When Travis arrived with my usual I asked him.
“Nikki,”she’s a friend of one of our owners.
“Yeah, I think I remember hearing you say that.”I slid my credit card over to him.
“Don’t worry about that, Dom,”he said, sliding it back. “I think I can trust you by now.”
I’m not sure if it was the energy of the place being packed, the surprise of the girl I had been admiring accommodating me, the friendliness I had won from Travis for my regularity, or just the fact that I noticed the Maker’s Mark bottle was nearly empty and I wanted to see a new one opened, but I ended up staying until last call and talking with Travis until much later.
Travis had invested his entire life’s savings into the place, but it wasn’t enough to open it up or keep her running, so he sought outside sources to fund his venture. Most of it came from a millionaire who he called a friend but I wasn’t so sure. The way he talked about him didn’t seem so friendly, or natural, like he was talking to his boss about his other boss and wanted to stay politically correct. Either way, he said the guy would give him as much money as he needed on two conditions: Travis hired his daughter (Nikki) and the millionaire friend gets to choose the name.

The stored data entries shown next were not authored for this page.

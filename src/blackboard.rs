//! Per-run shared context between phases.
//!
//! One typed `Option` field per key. Writes overwrite unconditionally; an
//! absent value is `None`, which is distinct from a stored empty value.
//! Access is strictly sequential, so there is no locking.

use crate::errors::PipelineError;
use crate::model::{Constraints, FeatureSpec, TaskList};
use crate::phase::PhaseId;

/// Content of the target artifact before this run touched it.
#[derive(Debug, Clone, PartialEq, Eq)]
pub enum Baseline {
    /// The file did not exist.
    Absent,
    Existing(String),
}

impl Baseline {
    pub fn text(&self) -> &str {
        match self {
            Baseline::Absent => "",
            Baseline::Existing(text) => text,
        }
    }

    pub fn existed(&self) -> bool {
        matches!(self, Baseline::Existing(_))
    }
}

#[derive(Debug, Default)]
pub struct Blackboard {
    pub tree: Option<String>,
    pub user_prompt: Option<String>,
    pub constraints: Option<Constraints>,
    pub architecture_snippets: Option<Vec<String>>,
    pub tasks: Option<TaskList>,
    pub feature_spec: Option<FeatureSpec>,
    pub artifact_baseline: Option<Baseline>,
    pub patch_summary: Option<String>,
    pub latest_diff: Option<String>,
    pub lint_error: Option<String>,
    pub attempts_used: Option<u32>,
    pub final_answer: Option<String>,
}

impl Blackboard {
    pub fn new() -> Self {
        Self::default()
    }

    /// Reset every key to absent.
    pub fn clear(&mut self) {
        *self = Self::default();
    }
}

/// Turn an absent prerequisite into `MissingPrerequisite` for `phase`.
pub fn require<'a, T>(
    value: &'a Option<T>,
    phase: PhaseId,
    key: &'static str,
) -> Result<&'a T, PipelineError> {
    value
        .as_ref()
        .ok_or(PipelineError::MissingPrerequisite { phase, key })
}

#[cfg(test)]
mod tests {
    use super::*;

    #[test]
    fn absent_is_distinct_from_empty() {
        let mut bb = Blackboard::new();
        assert!(bb.tree.is_none());
        bb.tree = Some(String::new());
        assert_eq!(bb.tree.as_deref(), Some(""));
    }

    #[test]
    fn require_names_phase_and_key() {
        let bb = Blackboard::new();
        let err = require(&bb.constraints, PhaseId::DesignFeature, "constraints").unwrap_err();
        match err {
            PipelineError::MissingPrerequisite { phase, key } => {
                assert_eq!(phase, PhaseId::DesignFeature);
                assert_eq!(key, "constraints");
            }
            other => panic!("Expected MissingPrerequisite, got {:?}", other),
        }
    }

    #[test]
    fn clear_resets_everything() {
        let mut bb = Blackboard::new();
        bb.user_prompt = Some("hi".into());
        bb.lint_error = Some("boom".into());
        bb.attempts_used = Some(2);
        bb.clear();
        assert!(bb.user_prompt.is_none());
        assert!(bb.lint_error.is_none());
        assert!(bb.attempts_used.is_none());
    }

    #[test]
    fn baseline_text_and_existence() {
        assert_eq!(Baseline::Absent.text(), "");
        assert!(!Baseline::Absent.existed());
        let b = Baseline::Existing("x = 1\n".into());
        assert!(b.existed());
        assert_eq!(b.text(), "x = 1\n");
    }
}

“What a fucking terrible idea that was,”he said as he counted down his drawer. “My only hope is that I can make enough money to buy him out before he destroys this whole thing. Seriously, don’t lie to me, what did you think about the name when you first saw it?”
I drank what little watered down whiskey was still in my glassand stood up.
“I thought that God was trying to tell me that I’d be entering AA soon.”
“Please don’t,”he said. “You’re our number one regular.”
I laughed. He had opened the bottle of Maker’s Mark that night, but I was too drunk to remember how it was done.